Heath acenou com a cabeça tristemente.

— E — apesar do esforço de Vance, havia na sua voz um tom de ansiedade — qual é o primeiro nome dele?

Heath olhou para Vance surpreendido, porém, ao fim de uma breve pausa, puxou seu amarrotado caderno e, folheando-o, respondeu:

— John Sprigg... John Sprigg.

Vance tirou outro cigarro e acendeu-o com todo o cuidado.

— E, diga-me, não foi morto com um 32?

— Hem? — Os olhos de Heath dilataram-se e ele estendeu para a frente o queixo. — É verdade, com um 32.

— E a bala penetrou por cima da cabeça em direção vertical?

O sargento pôs-se de pé num salto e olhou fixamente para Vance, visivelmente aturdido. A sua cabeça moveu-se lentamente de cima para baixo.
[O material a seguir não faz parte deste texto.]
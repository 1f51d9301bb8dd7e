use std::ops::{Deref, DerefMut};

use crate::state::UnitOfWorkFilterState;
use crate::value::Value;

/// Restores filter state captured when a toggle was issued.
///
/// The guard holds the only mutable borrow of its [`UnitOfWorkFilterState`]
/// and dereferences to it; further toggles, parameter changes and queries go
/// through the guard. Release happens on drop, on every exit path, or
/// explicitly with [`release`](Self::release), which is idempotent.
///
/// Release writes back the values observed when the guard was created, even
/// if something changed them in between. A toggle that did not change a flag
/// (disabling a filter that was already disabled) therefore restores the same
/// value on release.
#[must_use = "dropping a ScopeGuard restores the filters immediately; call `keep()` to persist the change"]
#[derive(Debug)]
pub struct ScopeGuard<'a> {
    state: &'a mut UnitOfWorkFilterState,
    flags: Vec<(usize, bool)>,
    params: Vec<(usize, usize, Value)>,
    released: bool,
}

impl<'a> ScopeGuard<'a> {
    pub(crate) fn new(
        state: &'a mut UnitOfWorkFilterState,
        flags: Vec<(usize, bool)>,
        params: Vec<(usize, usize, Value)>,
    ) -> Self {
        Self {
            state,
            flags,
            params,
            released: false,
        }
    }

    /// Restore the captured state. Later calls do nothing.
    pub fn release(&mut self) {
        if self.released {
            return;
        }
        self.released = true;
        self.state.restore(&self.flags, &self.params);
    }

    /// Consume the guard without restoring; the change lasts for the rest of the unit of work.
    pub fn keep(mut self) {
        self.released = true;
    }

    #[must_use]
    pub fn is_released(&self) -> bool {
        self.released
    }
}

impl Deref for ScopeGuard<'_> {
    type Target = UnitOfWorkFilterState;

    fn deref(&self) -> &Self::Target {
        self.state
    }
}

impl DerefMut for ScopeGuard<'_> {
    fn deref_mut(&mut self) -> &mut Self::Target {
        self.state
    }
}

impl Drop for ScopeGuard<'_> {
    fn drop(&mut self) {
        self.release();
    }
}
— Também é verdade. Mas, como diabos o senhor...

Vance levantou uma mão para ordenar silêncio. Foi, entretanto, a sua fisionomia mais que o gesto o que fez Heath interromper a pergunta.

— Oh, meu Deus! — E Vance levantou-se como quem se encontra debaixo de uma alucinação. Se eu não o conhecesse tão bem, juraria que ele estava aterrorizado. Então, indo até a alta janela atrás do escritório de Markham, lançou o olhar para os cinzentos muros de pedra do cemitério. — Não posso crer nisso — murmurou ele. — É demasiado espantoso... Mas, de fato, é a realidade...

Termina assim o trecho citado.